WHAT IS REQUIRED: Starting at the top of the entries, restate word for word each line up to and including the one with "use log::*;".

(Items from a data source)
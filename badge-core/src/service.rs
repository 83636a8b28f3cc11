//! Main loop of the badge core
//!
//! [`Service::poll`] is called over and over by the firmware's main task.
//! Each call handles at most one remote frame or, when the link is quiet,
//! one command queued by the local UI.

use std::time::Instant;

use badge_proto::{Args, CommandId, ErrorKind, UpdateState, COMMAND_ARGS_SIZE};
use log::*;

use crate::codec::{self, FrameReader, Inbound};
use crate::context::DeviceContext;
use crate::dispatch::{CommandContext, Dispatched, Dispatcher, Origin};
use crate::error::StorageError;
use crate::handlers;
use crate::state::{SystemState, UpdateRecord};
use crate::storage::Storage;
use crate::transport::{Detached, Transport};
use crate::update::{FlashStore, Progress, UpdateManager};

/// Commands the local UI may queue before the main loop drains them
pub const LOCAL_QUEUE_SIZE: usize = 10;

#[derive(Debug, Clone, Copy, PartialEq, Eq)]
pub enum Event {
    /// Nothing to do this round
    Idle,
    Handled {
        identifier: u32,
        origin: Origin,
        status: ErrorKind,
    },
    Disconnected,
    IdleTimeout,
    /// Restart into whatever the boot selector points at
    Restart,
}

#[derive(Debug)]
struct LocalCommand {
    identifier: u32,
    args: Args,
}

pub struct Service {
    device: DeviceContext,
    dispatcher: Dispatcher,
    updater: UpdateManager,
    storage: Box<dyn Storage>,
    state: SystemState,
    saved: SystemState,
    local: heapless::Deque<LocalCommand, LOCAL_QUEUE_SIZE>,
    reader: FrameReader,
    last_activity: Instant,
    restart_at: Option<Instant>,
    /// The link's read side carries image bytes for the update worker
    link_lent: bool,
}

impl Service {
    pub fn new(
        device: DeviceContext,
        flash: Box<dyn FlashStore>,
        storage: Box<dyn Storage>,
    ) -> Result<Self, StorageError> {
        let state = storage.load_state()?.unwrap_or_default();
        let updater = UpdateManager::new(flash, device.update_policy());
        let mut dispatcher = Dispatcher::new();
        handlers::register_builtin(&mut dispatcher);

        Ok(Self {
            device,
            dispatcher,
            updater,
            storage,
            saved: state.clone(),
            state,
            local: heapless::Deque::new(),
            reader: FrameReader::new(),
            last_activity: Instant::now(),
            restart_at: None,
            link_lent: false,
        })
    }

    pub fn state(&self) -> &SystemState {
        &self.state
    }

    pub fn device(&self) -> &DeviceContext {
        &self.device
    }

    pub fn progress(&self) -> Progress {
        self.updater.progress()
    }

    pub fn update_state(&self) -> UpdateState {
        self.updater.state()
    }

    pub fn updater(&self) -> &UpdateManager {
        &self.updater
    }

    /// Whether the link is handed to the update worker, so `poll` returns
    /// without waiting on it
    pub fn link_lent(&self) -> bool {
        self.link_lent
    }

    /// A new peer attached; forget any half-read frame from the last one
    pub fn connected(&mut self) {
        self.reader.reset();
        self.last_activity = Instant::now();
        self.link_lent = false;
    }

    /// Queue a command from the local UI; it skips the token check.
    pub fn submit_local(&mut self, identifier: u32, args: &[u8]) -> Result<(), ErrorKind> {
        if args.len() > COMMAND_ARGS_SIZE {
            return Err(ErrorKind::InvalidCommandSize);
        }
        let args = Args::from_slice(args).map_err(|_| ErrorKind::InvalidCommandSize)?;
        self.local
            .push_back(LocalCommand { identifier, args })
            .map_err(|_| ErrorKind::MaxCommandReached)
    }

    pub fn poll(&mut self, link: &mut dyn Transport) -> Event {
        if let Some(at) = self.restart_at {
            if Instant::now() >= at {
                self.persist();
                info!("restarting");
                return Event::Restart;
            }
        }

        let event = match self.absorb_update_outcome() {
            Some(event) => event,
            None => match self.poll_remote(link) {
                Event::Idle => self.run_local(),
                other => other,
            },
        };
        self.schedule_restart();
        self.persist();
        event
    }

    fn poll_remote(&mut self, link: &mut dyn Transport) -> Event {
        if !link.is_connected() {
            return Event::Idle;
        }
        // image bytes belong to the update worker until it reports back
        if self.link_lent {
            self.last_activity = Instant::now();
            return Event::Idle;
        }

        match self.reader.poll(link, self.device.poll_interval()) {
            Ok(Some(inbound)) => {
                self.last_activity = Instant::now();
                self.handle_remote(link, inbound)
            }
            Ok(None) => {
                let idle = self.last_activity.elapsed();
                if idle < self.device.config.idle_timeout() {
                    return Event::Idle;
                }
                info!(
                    "connection idle for {:?} ({} bytes of an unfinished frame), dropping it",
                    idle,
                    self.reader.pending()
                );
                self.reader.reset();
                Event::IdleTimeout
            }
            Err(e) => {
                info!("link closed: {}", e);
                Event::Disconnected
            }
        }
    }

    fn handle_remote(&mut self, link: &mut dyn Transport, inbound: Inbound) -> Event {
        let (identifier, dispatched) = match inbound {
            Inbound::Oversized { identifier } => {
                warn!("command {} declares more than {} argument bytes", identifier, COMMAND_ARGS_SIZE);
                (identifier, Dispatched::status(ErrorKind::InvalidCommandSize))
            }
            Inbound::Request(request) => {
                let identifier = request.identifier;
                if self.device.config.require_token && request.token != self.state.token {
                    warn!("rejecting command {}: bad token", identifier);
                    (identifier, Dispatched::status(ErrorKind::InvalidToken))
                } else {
                    let dispatched = self.execute(link, Origin::Remote, identifier, &request.args);
                    if request.command() == Some(CommandId::FirmwareUpdate)
                        && dispatched.response.status.is_ok()
                        && link.shares_data_channel()
                    {
                        self.link_lent = true;
                    }
                    (identifier, dispatched)
                }
            }
        };

        let written = codec::write_response(link, &dispatched.response).and_then(|()| {
            if dispatched.trailer.is_empty() {
                Ok(())
            } else {
                link.write_all(&dispatched.trailer)
            }
        });
        if let Err(e) = written {
            warn!("could not answer command {}: {}", identifier, e);
            return Event::Disconnected;
        }

        Event::Handled {
            identifier,
            origin: Origin::Remote,
            status: dispatched.response.status,
        }
    }

    fn run_local(&mut self) -> Event {
        let Some(command) = self.local.pop_front() else {
            return Event::Idle;
        };
        let dispatched = self.execute(&mut Detached, Origin::Local, command.identifier, &command.args);
        if !dispatched.response.status.is_ok() {
            info!(
                "local command {} answered {}",
                command.identifier, dispatched.response.status
            );
        }
        Event::Handled {
            identifier: command.identifier,
            origin: Origin::Local,
            status: dispatched.response.status,
        }
    }

    fn execute(
        &mut self,
        link: &mut dyn Transport,
        origin: Origin,
        identifier: u32,
        args: &[u8],
    ) -> Dispatched {
        if identifier != CommandId::UpdateStatus.id() {
            debug!("command {} from {:?}", identifier, origin);
        }
        let mut ctx = CommandContext {
            args,
            origin,
            transport: link,
            state: &mut self.state,
            device: &self.device,
            updater: &self.updater,
        };
        self.dispatcher.execute(identifier, &mut ctx)
    }

    /// Record a finished update. Returns `Disconnected` when the rest of an
    /// aborted image is still queued on the link.
    fn absorb_update_outcome(&mut self) -> Option<Event> {
        let mut event = None;
        if let Some(outcome) = self.updater.take_outcome() {
            let committed = outcome.state == UpdateState::Committed;
            self.state.last_update = Some(UpdateRecord { status: outcome.status as u32, committed });
            if committed {
                self.state.restart_pending = true;
            }
            if self.link_lent && outcome.left_image_unread() {
                warn!("update aborted mid-download, dropping the link it streamed on");
                self.reader.reset();
                event = Some(Event::Disconnected);
            }
            self.link_lent = false;
        }
        event
    }

    fn schedule_restart(&mut self) {
        if self.state.restart_pending && self.restart_at.is_none() {
            let delay = self.device.config.restart_delay();
            info!("restart scheduled in {:?}", delay);
            self.restart_at = Some(Instant::now() + delay);
        }
    }

    fn persist(&mut self) {
        if self.state == self.saved {
            return;
        }
        match self.storage.save_state(&self.state) {
            Ok(()) => self.saved = self.state.clone(),
            Err(e) => error!("failed to save state: {}", e),
        }
    }
}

ANSWER FOR THIS EXERCISE:
filename badge-core/src/service.rs
repository 83636a8b28f3cc11
//! Main loop of the badge core
//!
//! [`Service::poll`] is called over and over by the firmware's main task.
//! Each call handles at most one remote frame or, when the link is quiet,
//! one command queued by the local UI.

use std::time::Instant;

use badge_proto::{Args, CommandId, ErrorKind, UpdateState, COMMAND_ARGS_SIZE};
use log::*;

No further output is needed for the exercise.